Octavia Albert always had a strong religious faith.  In Oglethorpe, she attended the African Methodist Episcopal (AME) Church, which was under the ministry of former Congressman and prominent political activist Bishop Henry M. Turner. There she decided to devote her life to the church and her faith.   In 1877, A.E.P. Albert was ordained as a minister in the Methodist Episcopal Church.  When he was ordained, she converted to Methodism and was baptized by him in 1888 after the family had moved to Houma, Louisiana.

In Houma, Albert was known as a community and religious leader.  Often, members of the community gathered at her home to share stories of their lives as slaves.  As she became acquainted with the former slaves who shared their stories she decided to collect them in the book The House of Bondage.  Rogers, a skilled interviewer and writer, was able to convey on paper the powerful recollections of these former slaves.  Also The House of Bondage was one of the first collections of the stories and memories of former enslaved people.

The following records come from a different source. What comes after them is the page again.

//! # pagescribe
//!
//! Transcribe folders of scanned handwritten pages into LaTeX and Markdown
//! using a vision model.
//!
//! ## Why this crate?
//!
//! Handwritten lecture notes and worked problem sets defeat traditional OCR —
//! math notation, diagrams, and cursive text come out garbled. Instead this
//! crate cleans up each scanned page and lets a vision model read it as a
//! human would, producing a LaTeX body and a Markdown rendition per page,
//! assembled into one document per logical group of pages.
//!
//! ## Pipeline Overview
//!
//! ```text
//! source folder
//!  │
//!  ├─ 1. Expand   rasterise every PDF into per-page images (pdfium)
//!  ├─ 2. Group    partition pages into documents by filename convention
//!  │              (`NotesX1.png`, `Quick Notes 2.jpg`, `lecture-10.webp`)
//!  ├─ 3. Ledger   skip pages already transcribed (mtime-checked cache)
//!  ├─ 4. Enhance  grayscale → denoise → adaptive binarisation
//!  ├─ 5. VLM      one sequential call per page, rate-limited
//!  └─ 6. Output   one `.tex` + one `.md` per document group
//! ```
//!
//! Pages are processed strictly sequentially, and every completed page is
//! written through to a per-folder ledger (`processed_log.json`) before the
//! next one starts — re-running over the same folder only pays for pages
//! that are new or have changed on disk.
//!
//! ## Quick Start
//!
//! ```rust,no_run
//! use pagescribe::{run, RunConfig};
//!
//! #[tokio::main]
//! async fn main() -> Result<(), Box<dyn std::error::Error>> {
//!     // Credential auto-detected from GEMINI_API_KEY / GOOGLE_API_KEY
//!     let config = RunConfig::default();
//!     let summary = run("scans/linear-algebra", &config).await?;
//!     for doc in &summary.documents {
//!         println!("{}: {} pages", doc.title, doc.page_count);
//!     }
//!     eprintln!(
//!         "{} transcribed / {} cached",
//!         summary.stats.transcribed_pages, summary.stats.cached_pages
//!     );
//!     Ok(())
//! }
//! ```
//!
//! ## Feature Flags
//!
//! | Feature | Default | Description |
//! |---------|---------|-------------|
//! | `cli`   | on      | Enables the `pagescribe` binary (clap + anyhow + tracing-subscriber) |
//!
//! Disable `cli` when using only the library to avoid pulling in CLI-only deps:
//! ```toml
//! pagescribe = { version = "0.3", default-features = false }
//! ```

// ── Modules ──────────────────────────────────────────────────────────────

pub mod assemble;
pub mod config;
pub mod content;
pub mod error;
pub mod ledger;
pub mod output;
pub mod pipeline;
pub mod prompts;
pub mod run;

// ── Re-exports ───────────────────────────────────────────────────────────

pub use config::{RunConfig, RunConfigBuilder, DEFAULT_MODEL, LEDGER_FILE_NAME};
pub use content::PageContent;
pub use error::{PagescribeError, TranscribeError};
pub use ledger::{Ledger, LedgerEntry};
pub use output::{DocumentReport, RunStats, RunSummary};
pub use pipeline::transcribe::{GeminiTranscriber, Transcriber};
pub use run::{run, run_sync};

Although Albert’s book was based on a series of interviews with over a dozen ex-slaves, the main dialogue was with Charlotte Brooks who was torn unwillingly from her parents and children when they were sold elsewhere in the South.  The interviews in the book, recorded over 15 years after the end of slavery, documented vivid accounts of harsh treatment towards Louisiana slaves and the negative effects on the livelihood of ex-slaves after their emancipation.  The House of Bondage also recorded how some ex-slaves were able to progress since Emancipation and become part of society.  Albert claimed her goal in writing The House of Bondage book was to tell the story of ex-slaves as well as to “correct and to create history.”  Octavia Victoria Rogers Albert is thought to have died around 1890 in Houma, Louisiana.






CHARLES B. RAY (1807-1886)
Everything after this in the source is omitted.